Ahora que has reconquistado el permiso de telefonearle y
escribirle, no sólo no lo haces, sino que siquiera
sientes la necesidad ardiente de hacerlo.
Lo cual podría ser también la prueba de que
en todas las cosas buscamos solamente la posibilidad futura.
Si sabemos que podremos hacer una cosa, estaremos contentos
y acaso ni siquiera la hagamos.
1 de noviembre
Fern. busca en el hombre pobre las virtudes del rico (exquisitez,
sentimientos delicados, sociabilidad, etc.) y en el rico
las virtudes del pobre (seriedad, pragmatismo sencillo,
bondad laboriosa, etc.).
2 de noviembre
¡A quien no se salva por sí sólo, nadie
lo puede salvar!
Me he dado cuenta a menudo de que lo que acabaré
descubriendo que más vale e importa, empieza siempre
por desagradarme y repugnarme.
8 de noviembre
Según Freud ( Ensayos de Psicoanálisis) todo
el pensamiento nace del instinto de la muerte: es un esfuerzo
para enlazar los movimientos fugitivos, dionisíacos,
libidinosos de la vida, en un esquema que satisfaga el narcisismo
del yo. El yo tiende a la regresión hacia la quietud,
a bastarse a sí mismo, en su inmovilidad y en su
ausencia de deseos.
Es una verdad que se aprecia cuando se sufre y se trata
de analizar, entender, fijar la propia crisis y en definitiva
matarla.
9 de noviembre
Todo lo que hace nuestro cuerpo, salvo el ejercicio de
los sentidos, no lo percibimos. Las más vitales funciones
(circulación, digestión, etc.) las desconocemos.
Así ocurre con nuestro espíritu: ignoramos
todos sus movimientos y mudanzas, sus crisis, etc., todo
lo que no sea la superficial concepción esquematizante.
Sólo una enfermedad nos revela las profundidades
funcionales de nuestro cuerpo. Y del mismo modo presentimos
las del espíritu, cuando estamos desequilibrados.
1941
14 de enero
Para sentir qué es el estilo, basta con leer cualquier
prosa de Foscolo y después una de las suyas traducidas
del inglés, aunque sea por Ugoni. Mejor aún:
primero leer la traducida, y después una cualquiera
original -por ejemplo la Lección Inaugural.
Si este año no has hecho examen de conciencia, es
porque lo necesitabas más que nunca –estabas
en situación de tránsito y te faltaba claridad
íntima.
30 de enero
Esa sensación dulce e indulgente de amor a la humanidad
que se experimenta en un día frío, durante
un intervalo pasado en un café -cuando se observa
el rostro demacrado y triste de uno, la boca arrugada de
otro, la voz doliente y bondadosa de un tercero, etc.-,
y uno se abandona a un voluptuoso y melancólico abrazo
sentimental a tanto cotidiano sufrir, no es verdadero amor
al prójimo, sino complacida y dilatada introversión.
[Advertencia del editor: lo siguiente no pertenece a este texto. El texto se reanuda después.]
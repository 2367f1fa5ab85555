//! Identity keys and their extraction from request headers.

use axum::http::header::{HeaderMap, HeaderName};
use serde::Serialize;
use std::borrow::Borrow;
use std::fmt;

/// Default header carrying the caller's identity.
pub const DEFAULT_IDENTITY_HEADER: &str = "x-user";
/// Identity shared by every request that carries no usable header.
pub const DEFAULT_FALLBACK_IDENTITY: &str = "anonymous";

/// The key a quota is tracked against.
///
/// Compared by exact string match; no case folding or trimming.
#[derive(Debug, Clone, PartialEq, Eq, Hash, PartialOrd, Ord, Serialize)]
#[serde(transparent)]
pub struct Identity(String);

impl Identity {
    pub fn new(value: impl Into<String>) -> Self {
        Self(value.into())
    }

    pub fn as_str(&self) -> &str {
        &self.0
    }
}

impl fmt::Display for Identity {
    fn fmt(&self, f: &mut fmt::Formatter<'_>) -> fmt::Result {
        f.write_str(&self.0)
    }
}

impl From<&str> for Identity {
    fn from(value: &str) -> Self {
        Self(value.to_string())
    }
}

impl From<String> for Identity {
    fn from(value: String) -> Self {
        Self(value)
    }
}

impl Borrow<str> for Identity {
    fn borrow(&self) -> &str {
        &self.0
    }
}

/// Derives an [`Identity`] from inbound request headers.
///
/// Never fails: a missing, empty or non-UTF-8 header resolves to the
/// fallback identity so that every request still gets an answer.
#[derive(Debug, Clone)]
pub struct IdentityExtractor {
    header: HeaderName,
    fallback: Identity,
}

impl IdentityExtractor {
    pub fn new(header: HeaderName, fallback: Identity) -> Self {
        Self { header, fallback }
    }

    /// Name of the header the identity is read from.
    pub fn header(&self) -> &HeaderName {
        &self.header
    }

    /// Identity used when the header is unusable.
    pub fn fallback(&self) -> &Identity {
        &self.fallback
    }

    /// Extract the identity for a request.
    pub fn extract(&self, headers: &HeaderMap) -> Identity {
        headers
            .get(&self.header)
            .and_then(|value| value.to_str().ok())
            .filter(|value| !value.is_empty())
            .map(Identity::from)
            .unwrap_or_else(|| self.fallback.clone())
    }
}

impl Default for IdentityExtractor {
    fn default() -> Self {
        Self {
            header: HeaderName::from_static(DEFAULT_IDENTITY_HEADER),
            fallback: Identity::from(DEFAULT_FALLBACK_IDENTITY),
        }
    }
}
En aquellos momentos no se movería un dedo por nadie:
sentir en sustancia, beatitud por nuestra tranquila futilidad
ante la vida.
Si hasta la lectura silenciosa que hacemos de una poesía
para conocerla, es una interpretación, no se ve ya
cómo se puede elaborar un juicio histórico
sobre una poesía -dado que conocerla significa crear
en nuestro interior otra obra. ¿Juzgaremos esta otra?
¿y la universalidad del juicio histórico?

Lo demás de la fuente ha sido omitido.